What does Qatar’s new personal data law mean, and how does it benefit you?
As you might have heard, Qatar’s Emir signed a new personal data law earlier last week in a bid to protect individuals from companies and organizations that might trade their personal data with third parties. Under the new law, companies in Qatar have the responsibility to protect the personal information they gather from clients, and will face severe penalties if they fail to do so.
The nature of data that companies collect and are now protected by Qatari law, ranges from a person’s ethnic origin, their physical or mental health, to their religion, marital status, criminal record and even information about their family members.
Law No. 13 of 2016 has been in the working for over 5 years, and was just approved by the Advisory Council and the Cabinet earlier this year.
Under Article 2 of the personal data law, data that is collected or processed electronically is now protected, but it does not include personal data processed by individuals privately or within a family context, or to any personal data gathered for official surveys and statistics.

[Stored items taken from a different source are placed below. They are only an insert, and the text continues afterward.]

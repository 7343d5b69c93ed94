use thiserror::Error;

/// Reasons a sample buffer could not be decoded.
#[derive(Debug, Error)]
pub enum DecodeError {
    /// The file could not be opened or read
    #[error("failed to read audio data: {0}")]
    Io(#[from] std::io::Error),

    /// One of the fixed header tags ("RIFF", "WAVE", "fmt ") is missing or wrong
    #[error("malformed container header")]
    MalformedHeader,

    /// The stream ended before a "data" chunk was found
    #[error("no data chunk found")]
    NoDataChunk,

    /// The data chunk declares zero bytes of audio
    #[error("data chunk is empty")]
    EmptyData,

    /// The audio data in this file is encoded in a way we don't support
    #[error("unsupported format: {channels} channel(s), {bits_per_sample} bits, format tag {format_tag:#06x}")]
    UnsupportedFormat { channels: u16, bits_per_sample: u16, format_tag: u16 },

    /// The data chunk declares more bytes than the stream holds
    #[error("data chunk truncated: declared {declared} bytes, got {available}")]
    TruncatedData { declared: usize, available: usize },
}

/// Errors raised while setting up the hardware output.
///
/// These only surface during construction. Once an output is running, faults are logged and absorbed.
#[derive(Debug, Error)]
pub enum OutputError {
    /// There is no output device available
    #[error("no output device available")]
    NoOutputDevice,

    /// The device doesn't support any of the playback configurations we can use
    #[error("output device has no usable configuration")]
    DeviceNotUsable,

    #[error(transparent)]
    SupportedConfigs(#[from] cpal::SupportedStreamConfigsError),

    #[error(transparent)]
    DefaultConfig(#[from] cpal::DefaultStreamConfigError),

    #[error(transparent)]
    BuildStream(#[from] cpal::BuildStreamError),

    #[error(transparent)]
    PlayStream(#[from] cpal::PlayStreamError),

    #[error(transparent)]
    PauseStream(#[from] cpal::PauseStreamError),

    /// The dedicated pump thread could not be spawned
    #[error("failed to spawn audio pump thread: {0}")]
    ThreadSpawn(std::io::Error),
}

/// Faults reported by an [`AudioSink`](crate::AudioSink) while writing.
#[derive(Clone, Copy, Debug, Error, PartialEq, Eq)]
pub enum SinkError {
    /// The hardware ran dry before this write arrived
    #[error("sink buffer underrun")]
    Underrun,

    /// The sink had no room for part of the write
    #[error("sink buffer overrun, {dropped} samples dropped")]
    Overrun { dropped: usize },

    /// The consuming side of the sink has gone away
    #[error("sink disconnected")]
    Disconnected,
}
use super::buffer::{select_reader, AudioFormat, SampleBuffer};
use crate::DecodeError;
use std::{
    fs::File,
    io::{self, BufReader, Read},
    path::Path,
};
use tracing::{debug, warn};

const RIFF_TAG: [u8; 4] = *b"RIFF";
const WAVE_TAG: [u8; 4] = *b"WAVE";
const FMT_TAG: [u8; 4] = *b"fmt ";
const DATA_TAG: [u8; 4] = *b"data";

/// Bytes of the "fmt " subchunk we actually read. Anything past this is skipped.
const FMT_CHUNK_LEN: u32 = 16;

pub const FORMAT_PCM: u16 = 0x0001;
pub const FORMAT_IEEE_FLOAT: u16 = 0x0003;
pub const FORMAT_EXTENSIBLE: u16 = 0xFFFE;

// Upper bound on the up-front allocation for the data chunk, so a bogus size field can't reserve gigabytes
const MAX_PREALLOC: usize = 1 << 20;

/// Contents of the "fmt " subchunk.
#[derive(Clone, Copy, Debug, PartialEq, Eq)]
pub struct WavHeader {
    pub format_tag: u16,
    pub channels: u16,
    pub sample_rate: u32,
    pub byte_rate: u32,
    pub block_align: u16,
    pub bits_per_sample: u16,
}

impl SampleBuffer {
    /// Loads a .wav file from disk.
    pub fn load(path: impl AsRef<Path>) -> Result<Self, DecodeError> {
        let path = path.as_ref();
        let file = File::open(path).map_err(|err| {
            warn!("failed to open {}: {}", path.display(), err);
            DecodeError::Io(err)
        })?;

        let buffer = Self::from_reader(BufReader::new(file)).map_err(|err| {
            warn!("failed to load data from {}: {}", path.display(), err);
            err
        })?;
        debug!("loaded {}: {:?}", path.display(), buffer);
        Ok(buffer)
    }

    /// Decodes a .wav file that is already in memory.
    pub fn from_bytes(bytes: &[u8]) -> Result<Self, DecodeError> {
        Self::from_reader(bytes)
    }

    /// Decodes a .wav stream.
    ///
    /// The header must start with the "RIFF", "WAVE" and "fmt " tags in that order. Chunks between the format
    /// description and the "data" chunk are skipped.
    pub fn from_reader<R: Read>(mut reader: R) -> Result<Self, DecodeError> {
        let header = read_header(&mut reader)?;
        let data_len = find_data_chunk(&mut reader)? as usize;
        if data_len < 1 {
            return Err(DecodeError::EmptyData);
        }

        let mut data = Vec::with_capacity(data_len.min(MAX_PREALLOC));
        reader.take(data_len as u64).read_to_end(&mut data)?;
        if data.len() < data_len {
            return Err(DecodeError::TruncatedData { declared: data_len, available: data.len() });
        }

        let unsupported = DecodeError::UnsupportedFormat {
            channels: header.channels,
            bits_per_sample: header.bits_per_sample,
            format_tag: header.format_tag,
        };
        let tag_matches_depth = match header.format_tag {
            FORMAT_PCM => header.bits_per_sample != 32,
            FORMAT_IEEE_FLOAT => header.bits_per_sample == 32,
            FORMAT_EXTENSIBLE => true,
            _ => false,
        };
        if !tag_matches_depth || select_reader(header.channels, header.bits_per_sample).is_none() {
            return Err(unsupported);
        }

        let format = AudioFormat::new(header.channels, header.bits_per_sample, header.sample_rate);
        SampleBuffer::from_pcm(format, data)
    }
}

/// Reads and validates everything up to the end of the "fmt " subchunk.
pub fn read_header<R: Read>(reader: &mut R) -> Result<WavHeader, DecodeError> {
    let riff: [u8; 4] = read_array(reader).map_err(header_error)?;
    if riff != RIFF_TAG {
        return Err(DecodeError::MalformedHeader);
    }
    let _riff_len: [u8; 4] = read_array(reader).map_err(header_error)?;
    let wave: [u8; 4] = read_array(reader).map_err(header_error)?;
    if wave != WAVE_TAG {
        return Err(DecodeError::MalformedHeader);
    }
    let fmt_tag: [u8; 4] = read_array(reader).map_err(header_error)?;
    if fmt_tag != FMT_TAG {
        return Err(DecodeError::MalformedHeader);
    }

    let fmt_len = u32::from_le_bytes(read_array(reader).map_err(header_error)?);
    if fmt_len < FMT_CHUNK_LEN {
        return Err(DecodeError::MalformedHeader);
    }

    let fmt: [u8; 16] = read_array(reader).map_err(header_error)?;
    let header = WavHeader {
        format_tag: u16::from_le_bytes([fmt[0], fmt[1]]),
        channels: u16::from_le_bytes([fmt[2], fmt[3]]),
        sample_rate: u32::from_le_bytes([fmt[4], fmt[5], fmt[6], fmt[7]]),
        byte_rate: u32::from_le_bytes([fmt[8], fmt[9], fmt[10], fmt[11]]),
        block_align: u16::from_le_bytes([fmt[12], fmt[13]]),
        bits_per_sample: u16::from_le_bytes([fmt[14], fmt[15]]),
    };

    // Extended format descriptions carry extra bytes we have no use for
    let extra = u64::from(fmt_len - FMT_CHUNK_LEN);
    if skip(reader, extra).map_err(header_error)? < extra {
        return Err(DecodeError::MalformedHeader);
    }

    Ok(header)
}

/// Walks chunk headers until the "data" chunk, returning its declared length.
/// The reader is left positioned at the first byte of audio data.
fn find_data_chunk<R: Read>(reader: &mut R) -> Result<u32, DecodeError> {
    loop {
        let chunk_header: [u8; 8] = read_array(reader).map_err(|err| match err.kind() {
            io::ErrorKind::UnexpectedEof => DecodeError::NoDataChunk,
            _ => DecodeError::Io(err),
        })?;
        let chunk_len = u32::from_le_bytes([chunk_header[4], chunk_header[5], chunk_header[6], chunk_header[7]]);

        if chunk_header[0..4] == DATA_TAG {
            return Ok(chunk_len);
        }

        // This was not the data chunk. Skip it.
        if skip(reader, u64::from(chunk_len))? < u64::from(chunk_len) {
            return Err(DecodeError::NoDataChunk);
        }
    }
}

fn read_array<R: Read, const N: usize>(reader: &mut R) -> io::Result<[u8; N]> {
    let mut buf = [0u8; N];
    reader.read_exact(&mut buf)?;
    Ok(buf)
}

fn skip<R: Read>(reader: &mut R, len: u64) -> io::Result<u64> {
    io::copy(&mut reader.by_ref().take(len), &mut io::sink())
}

fn header_error(err: io::Error) -> DecodeError {
    match err.kind() {
        io::ErrorKind::UnexpectedEof => DecodeError::MalformedHeader,
        _ => DecodeError::Io(err),
    }
}

#[cfg(test)]
mod tests {
    use super::*;

    struct Container {
        riff: [u8; 4],
        wave: [u8; 4],
        fmt: [u8; 4],
        fmt_extra: Vec<u8>,
        header: WavHeader,
        chunks: Vec<([u8; 4], Vec<u8>)>,
    }

    impl Container {
        fn new(channels: u16, bits_per_sample: u16, sample_rate: u32) -> Self {
            let block_align = channels * bits_per_sample / 8;
            Self {
                riff: RIFF_TAG,
                wave: WAVE_TAG,
                fmt: FMT_TAG,
                fmt_extra: Vec::new(),
                header: WavHeader {
                    format_tag: if bits_per_sample == 32 { FORMAT_IEEE_FLOAT } else { FORMAT_PCM },
                    channels,
                    sample_rate,
                    byte_rate: sample_rate * u32::from(block_align),
                    block_align,
                    bits_per_sample,
                },
                chunks: Vec::new(),
            }
        }

        fn chunk(mut self, tag: [u8; 4], body: Vec<u8>) -> Self {
            self.chunks.push((tag, body));
            self
        }

        fn build(&self) -> Vec<u8> {
            let mut out = Vec::new();
            out.extend_from_slice(&self.riff);
            out.extend_from_slice(&0u32.to_le_bytes());
            out.extend_from_slice(&self.wave);
            out.extend_from_slice(&self.fmt);
            out.extend_from_slice(&(16 + self.fmt_extra.len() as u32).to_le_bytes());
            out.extend_from_slice(&self.header.format_tag.to_le_bytes());
            out.extend_from_slice(&self.header.channels.to_le_bytes());
            out.extend_from_slice(&self.header.sample_rate.to_le_bytes());
            out.extend_from_slice(&self.header.byte_rate.to_le_bytes());
            out.extend_from_slice(&self.header.block_align.to_le_bytes());
            out.extend_from_slice(&self.header.bits_per_sample.to_le_bytes());
            out.extend_from_slice(&self.fmt_extra);
            for (tag, body) in &self.chunks {
                out.extend_from_slice(tag);
                out.extend_from_slice(&(body.len() as u32).to_le_bytes());
                out.extend_from_slice(body);
            }
            let riff_len = (out.len() - 8) as u32;
            out[4..8].copy_from_slice(&riff_len.to_le_bytes());
            out
        }
    }

    #[test]
    fn decodes_canonical_container() {
        let payload: Vec<u8> = (0..64u8).collect();
        let bytes = Container::new(2, 16, 22050).chunk(DATA_TAG, payload.clone()).build();

        let buffer = SampleBuffer::from_bytes(&bytes).unwrap();
        assert_eq!(buffer.data_length(), 64);
        assert_eq!(buffer.data(), &payload[..]);
        assert_eq!(buffer.format(), AudioFormat { channels: 2, bits_per_sample: 16, sample_rate: 22050, signed: true });
        assert_eq!(buffer.frame_count(), 16);
    }

    #[test]
    fn wrong_master_tag() {
        let mut container = Container::new(1, 16, 22050).chunk(DATA_TAG, vec![0; 4]);
        container.riff = *b"RIFX";
        assert!(matches!(SampleBuffer::from_bytes(&container.build()), Err(DecodeError::MalformedHeader)));
    }

    #[test]
    fn wrong_format_tag() {
        let mut container = Container::new(1, 16, 22050).chunk(DATA_TAG, vec![0; 4]);
        container.wave = *b"AVI ";
        assert!(matches!(SampleBuffer::from_bytes(&container.build()), Err(DecodeError::MalformedHeader)));
    }

    #[test]
    fn wrong_subchunk_tag() {
        let mut container = Container::new(1, 16, 22050).chunk(DATA_TAG, vec![0; 4]);
        container.fmt = *b"fmt\0";
        assert!(matches!(SampleBuffer::from_bytes(&container.build()), Err(DecodeError::MalformedHeader)));
    }

    #[test]
    fn header_cut_short() {
        let bytes = Container::new(1, 16, 22050).build();
        assert!(matches!(SampleBuffer::from_bytes(&bytes[..30]), Err(DecodeError::MalformedHeader)));
    }

    #[test]
    fn missing_data_chunk() {
        let bytes = Container::new(1, 16, 22050).chunk(*b"LIST", vec![1, 2, 3, 4]).build();
        assert!(matches!(SampleBuffer::from_bytes(&bytes), Err(DecodeError::NoDataChunk)));
    }

    #[test]
    fn skipped_chunk_runs_past_end() {
        let mut bytes = Container::new(1, 16, 22050).chunk(*b"LIST", vec![1, 2, 3, 4]).build();
        bytes.truncate(bytes.len() - 2);
        assert!(matches!(SampleBuffer::from_bytes(&bytes), Err(DecodeError::NoDataChunk)));
    }

    #[test]
    fn zero_length_data_chunk() {
        let bytes = Container::new(1, 16, 22050).chunk(DATA_TAG, Vec::new()).build();
        assert!(matches!(SampleBuffer::from_bytes(&bytes), Err(DecodeError::EmptyData)));
    }

    #[test]
    fn unsupported_bit_depth() {
        let bytes = Container::new(2, 24, 44100).chunk(DATA_TAG, vec![0; 12]).build();
        assert!(matches!(
            SampleBuffer::from_bytes(&bytes),
            Err(DecodeError::UnsupportedFormat { channels: 2, bits_per_sample: 24, .. })
        ));
    }

    #[test]
    fn unsupported_format_tag() {
        let mut container = Container::new(1, 16, 22050).chunk(DATA_TAG, vec![0; 4]);
        container.header.format_tag = 0x0055;
        assert!(matches!(
            SampleBuffer::from_bytes(&container.build()),
            Err(DecodeError::UnsupportedFormat { format_tag: 0x0055, .. })
        ));
    }

    #[test]
    fn skips_chunks_before_data() {
        let bytes = Container::new(1, 8, 11025)
            .chunk(*b"LIST", b"INFOsome metadata".to_vec())
            .chunk(*b"fact", vec![0; 4])
            .chunk(DATA_TAG, vec![128, 255, 0])
            .build();

        let buffer = SampleBuffer::from_bytes(&bytes).unwrap();
        assert_eq!(buffer.data_length(), 3);
        assert_eq!(buffer.sample(0, 0), 0);
        assert_eq!(buffer.sample(1, 0), 127 << 8);
        assert_eq!(buffer.sample(2, 0), -32768);
        assert!(!buffer.format().signed);
    }

    #[test]
    fn extended_format_description_is_skipped() {
        let mut container = Container::new(1, 16, 22050).chunk(DATA_TAG, 1234i16.to_le_bytes().to_vec());
        container.fmt_extra = vec![0, 0];
        let buffer = SampleBuffer::from_bytes(&container.build()).unwrap();
        assert_eq!(buffer.sample(0, 0), 1234);
    }

    #[test]
    fn truncated_data() {
        let mut bytes = Container::new(1, 16, 22050).chunk(DATA_TAG, vec![0; 10]).build();
        bytes.truncate(bytes.len() - 4);
        assert!(matches!(
            SampleBuffer::from_bytes(&bytes),
            Err(DecodeError::TruncatedData { declared: 10, available: 6 })
        ));
    }

    #[test]
    fn float_data() {
        let data: Vec<u8> = [0.25f32, -0.25].iter().flat_map(|s| s.to_le_bytes()).collect();
        let bytes = Container::new(2, 32, 48000).chunk(DATA_TAG, data).build();
        let buffer = SampleBuffer::from_bytes(&bytes).unwrap();
        assert_eq!(buffer.sample(0, 0), 8192);
        assert_eq!(buffer.sample(0, 1), -8192);
    }

    #[test]
    fn missing_file_is_an_io_error() {
        let dir = tempfile::tempdir().unwrap();
        assert!(matches!(SampleBuffer::load(dir.path().join("nope.wav")), Err(DecodeError::Io(_))));
    }
}
impl State {
    fn mix(&mut self, target: &mut [i16]) -> usize {
        target.iter_mut().for_each(|s| *s = 0);
        if self.mixing_buffer.len() < target.len() {
            self.mixing_buffer.resize(target.len(), 0);
        }
        let scratch = &mut self.mixing_buffer[..target.len()];

        let mut produced = 0;
        for entry in &self.sources {
            let count = lock(&entry.source).pull_audio(scratch).min(target.len());
            add_samples(&mut target[..count], &scratch[..count], self.fixed_absolute_volume, self.summing);
            produced = produced.max(count);
        }

        // Collect completion notices and release anything that finished during this pass
        let before = self.sources.len();
        let pending = &mut self.pending;
        self.sources.retain(|entry| {
            let mut source = lock(&entry.source);
            source.take_finished(pending);
            !source.can_be_destroyed()
        });
        if self.sources.len() != before {
            debug!("released {} finished source(s)", before - self.sources.len());
        }

        if self.fixed_general_volume != FIXED_ONE {
            let volume = self.fixed_general_volume;
            for sample in &mut target[..produced] {
                *sample = ((i32::from(*sample) * volume) >> FIXED_SHIFT) as i16;
            }
        }

        produced
    }
}

fn entry_id(source: &SharedSource, mixer: Option<&Mixer>) -> usize {
    match mixer {
        Some(mixer) => Arc::as_ptr(&mixer.shared) as usize,
        None => source_addr(source) as usize,
    }
}

impl Default for Mixer {
    fn default() -> Self {
        Self::new()
    }
}

impl std::fmt::Debug for Mixer {
    fn fmt(&self, f: &mut std::fmt::Formatter<'_>) -> std::fmt::Result {
        let state = lock(&self.shared.state);
        f.debug_struct("Mixer")
            .field("sources", &state.sources.len())
            .field("absolute_volume", &from_fixed_gain(state.fixed_absolute_volume))
            .field("general_volume", &from_fixed_gain(state.fixed_general_volume))
            .field("summing", &state.summing)
            .field("output_rate", &state.output_rate)
            .finish()
    }
}

impl AudioSource for Mixer {
    fn pull_audio(&mut self, target: &mut [i16]) -> usize {
        // Notices stay pending until whoever pulls this mixer collects them
        lock(&self.shared.state).mix(target)
    }

    fn as_mixer(&self) -> Option<&Mixer> {
        Some(self)
    }

    fn set_output_rate(&mut self, rate: u32) {
        Mixer::set_output_rate(self, rate);
    }

    fn take_finished(&mut self, notices: &mut Vec<FinishedNotice>) {
        notices.append(&mut lock(&self.shared.state).pending);
    }
}

fn add_samples(target: &mut [i16], input: &[i16], volume: i32, summing: SummingMode) {
    for (out_sample, &in_sample) in target.iter_mut().zip(input) {
        let scaled = if volume == FIXED_ONE {
            in_sample
        } else {
            ((i32::from(in_sample) * volume) >> FIXED_SHIFT) as i16
        };
        *out_sample = match summing {
            SummingMode::Wrapping => out_sample.wrapping_add(scaled),
            SummingMode::Saturating => out_sample.saturating_add(scaled),
        };
    }
}
//! CLI command implementations.
//!
//! Commands orchestrate the various library components to perform user tasks.

pub mod analyze;

// Re-export main command functions
pub use analyze::{execute_analyze, validate_args, AnalyzeArgs};
//! Trapezoidal quadrature over sampled curves.

/// Integrate `y` over `x` with the trapezoidal rule
///
/// **Public** - building block for both area domains
///
/// The result is signed: a decreasing `x` contributes negative area, the same
/// convention as numpy's `trapz`. Fewer than two points enclose no trapezoid
/// and integrate to 0.0. Extra values in the longer slice are ignored.
pub fn trapezoid(y: &[f64], x: &[f64]) -> f64 {
    debug_assert_eq!(y.len(), x.len(), "trapezoid needs paired samples");

    x.windows(2)
        .zip(y.windows(2))
        .map(|(xs, ys)| (xs[1] - xs[0]) * (ys[1] + ys[0]) / 2.0)
        .sum()
}

/// `n` evenly spaced points covering [0, 1]
///
/// **Public** - the shared axis of the relative domain
///
/// `n == 0` gives an empty axis and `n == 1` the single point 0.0.
pub fn unit_axis(n: usize) -> Vec<f64> {
    match n {
        0 => Vec::new(),
        1 => vec![0.0],
        _ => {
            let last = (n - 1) as f64;
            (0..n).map(|i| i as f64 / last).collect()
        }
    }
}
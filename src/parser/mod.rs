//! Curve file parsing and data model.
//!
//! This module handles:
//! - Reading whitespace-delimited result files
//! - Validating the four-field record format
//! - Holding the samples as an ordered dataset

pub mod curve_file;
pub mod schema;

// Re-export main types
pub use curve_file::{parse_curve_file, parse_curve_str};
pub use schema::{CurveDataset, CurveSample};
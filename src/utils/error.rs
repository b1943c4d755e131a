//! Error types for the entire application.
//!
//! We use `thiserror` for library-style errors with custom types,
//! and `anyhow` for application-level error propagation in main.rs and commands.

use std::num::ParseFloatError;
use std::path::PathBuf;
use thiserror::Error;

/// Errors that can occur while parsing a curve file
#[derive(Error, Debug)]
pub enum ParseError {
    #[error("Failed to read curve file: {0}")]
    Io(#[from] std::io::Error),

    #[error("Line {line}: expected {expected} fields, found {found}")]
    FieldCount {
        line: usize,
        expected: usize,
        found: usize,
    },

    #[error("Line {line}: invalid number '{token}': {source}")]
    InvalidNumber {
        line: usize,
        token: String,
        #[source]
        source: ParseFloatError,
    },
}

/// Errors that can occur while analyzing a directory of curve files
#[derive(Error, Debug)]
pub enum AnalysisError {
    #[error("Cannot read directory {path}: {source}")]
    ReadDir {
        path: PathBuf,
        #[source]
        source: std::io::Error,
    },

    #[error("Failed to parse {path}: {source}")]
    Parse {
        path: PathBuf,
        #[source]
        source: ParseError,
    },

    #[error("No result files found in {0}")]
    NoResultFiles(PathBuf),
}

/// Errors that can occur during file output
#[derive(Error, Debug)]
pub enum OutputError {
    #[error("Failed to write file: {0}")]
    WriteFailed(#[from] std::io::Error),

    #[error("Failed to serialize JSON: {0}")]
    SerializationFailed(#[from] serde_json::Error),

    #[error("Invalid output path: {0}")]
    InvalidPath(String),
}
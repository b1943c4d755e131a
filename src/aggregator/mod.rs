//! Aggregation of per-file areas into a directory summary.
//!
//! This module turns a directory of result files into:
//! - One signed area per file, labelled by file name
//! - The directory-wide average
//! - Area distribution statistics

pub mod directory;
pub mod summary;

// Re-export main types and functions
pub use directory::{analyze_directory, collect_result_files, file_label};
pub use summary::{calculate_area_distribution, AreaDistribution, AreaSummary, FileArea};
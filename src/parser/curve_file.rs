//! Parser for whitespace-delimited learning-curve result files.
//!
//! Each line holds exactly four numbers:
//! `randomSize randomAccuracy selectiveSize selectiveAccuracy`.
//! Any malformed line aborts the parse; there is no partial result.

use super::schema::{CurveDataset, CurveSample};
use crate::utils::config::FIELDS_PER_LINE;
use crate::utils::error::ParseError;
use log::debug;
use std::path::Path;

/// Parse a results file from disk
///
/// **Public** - main entry point for parsing
///
/// # Arguments
/// * `path` - Path to the results file
///
/// # Returns
/// The file's samples in line order
///
/// # Errors
/// * `ParseError::Io` - File cannot be read
/// * `ParseError::FieldCount` - A line does not have exactly four fields
/// * `ParseError::InvalidNumber` - A field is not a floating-point number
pub fn parse_curve_file(path: impl AsRef<Path>) -> Result<CurveDataset, ParseError> {
    let path = path.as_ref();

    debug!("Parsing curve file: {}", path.display());

    let content = std::fs::read_to_string(path)?;
    let dataset = parse_curve_str(&content)?;

    debug!("Parsed {} samples from {}", dataset.len(), path.display());

    Ok(dataset)
}

/// Parse results-file content already held in memory
///
/// **Public** - same rules as [`parse_curve_file`]
pub fn parse_curve_str(content: &str) -> Result<CurveDataset, ParseError> {
    content
        .lines()
        .enumerate()
        .map(|(index, line)| parse_line(index + 1, line))
        .collect::<Result<Vec<_>, _>>()
        .map(CurveDataset::new)
}

/// Parse a single record
///
/// **Private** - `line_number` is 1-based and only used for error reporting
fn parse_line(line_number: usize, line: &str) -> Result<CurveSample, ParseError> {
    let tokens: Vec<&str> = line.split_whitespace().collect();

    if tokens.len() != FIELDS_PER_LINE {
        return Err(ParseError::FieldCount {
            line: line_number,
            expected: FIELDS_PER_LINE,
            found: tokens.len(),
        });
    }

    let random_size = parse_number(line_number, tokens[0])?;
    let random_accuracy = parse_number(line_number, tokens[1])?;
    let selective_size = parse_number(line_number, tokens[2])?;
    let selective_accuracy = parse_number(line_number, tokens[3])?;

    Ok(CurveSample::new(
        random_size,
        random_accuracy,
        selective_size,
        selective_accuracy,
    ))
}

fn parse_number(line_number: usize, token: &str) -> Result<f64, ParseError> {
    token
        .parse::<f64>()
        .map_err(|source| ParseError::InvalidNumber {
            line: line_number,
            token: token.to_string(),
            source,
        })
}

#[cfg(test)]
mod tests {
    use super::*;
    use std::io::Write;
    use tempfile::NamedTempFile;

    #[test]
    fn test_parse_two_lines() {
        let dataset = parse_curve_str("1 0.5 1 0.6\n2 0.55 2 0.75\n").unwrap();

        assert_eq!(dataset.len(), 2);
        assert_eq!(dataset.samples()[0], CurveSample::new(1.0, 0.5, 1.0, 0.6));
        assert_eq!(dataset.samples()[1], CurveSample::new(2.0, 0.55, 2.0, 0.75));
    }

    #[test]
    fn test_mixed_whitespace_and_crlf() {
        let dataset = parse_curve_str("10\t0.1   20 0.2\r\n 30 0.3\t40\t0.4 \r\n").unwrap();

        assert_eq!(dataset.random_sizes(), vec![10.0, 30.0]);
        assert_eq!(dataset.selective_accuracies(), vec![0.2, 0.4]);
    }

    #[test]
    fn test_empty_content() {
        let dataset = parse_curve_str("").unwrap();
        assert!(dataset.is_empty());
    }

    #[test]
    fn test_wrong_field_count() {
        let err = parse_curve_str("1 0.5 1 0.6\n2 0.55 2\n").unwrap_err();

        match err {
            ParseError::FieldCount { line, expected, found } => {
                assert_eq!(line, 2);
                assert_eq!(expected, 4);
                assert_eq!(found, 3);
            }
            other => panic!("unexpected error: {other}"),
        }
    }

    #[test]
    fn test_blank_line_is_malformed() {
        let err = parse_curve_str("1 0.5 1 0.6\n\n2 0.55 2 0.75\n").unwrap_err();
        assert!(matches!(err, ParseError::FieldCount { line: 2, found: 0, .. }));
    }

    #[test]
    fn test_non_numeric_token() {
        let err = parse_curve_str("1 0.5 one 0.6\n").unwrap_err();

        match err {
            ParseError::InvalidNumber { line, token, .. } => {
                assert_eq!(line, 1);
                assert_eq!(token, "one");
            }
            other => panic!("unexpected error: {other}"),
        }
    }

    #[test]
    fn test_scientific_notation() {
        let dataset = parse_curve_str("1e2 5e-1 1E2 0.6\n").unwrap();
        assert_eq!(dataset.samples()[0], CurveSample::new(100.0, 0.5, 100.0, 0.6));
    }

    #[test]
    fn test_parse_curve_file() {
        let mut file = NamedTempFile::new().unwrap();
        writeln!(file, "1 0.5 1 0.6").unwrap();
        writeln!(file, "2 0.55 2 0.75").unwrap();

        let dataset = parse_curve_file(file.path()).unwrap();
        assert_eq!(dataset.len(), 2);
    }

    #[test]
    fn test_missing_file() {
        let dir = tempfile::tempdir().unwrap();
        let err = parse_curve_file(dir.path().join("absent.matlab")).unwrap_err();
        assert!(matches!(err, ParseError::Io(_)));
    }
}
//! Utility modules for configuration and error handling.

pub mod error;
pub mod config;

// Re-export commonly used error types for convenience
pub use error::{AnalysisError, OutputError, ParseError};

This makes it harder for companies with which you have no premeditated relationship with to target you with spam marketing and advertising without your prior consent. Under Article 22, businesses are now banned from sending direct messages without consents, and must include their identity and contact info in all marketing efforts. In case they fail to do so, they can be fined up to QAR 1 million.
And most importantly, children are protected by this new law under Article 17. The clause forces the management of any website with content aimed at children to publish a clear minors information management policy statement, and must demand parental consent before processing any information belonging to a minor.
The law however only applies to private organizations. Government authorities are exempted from all the above provisions.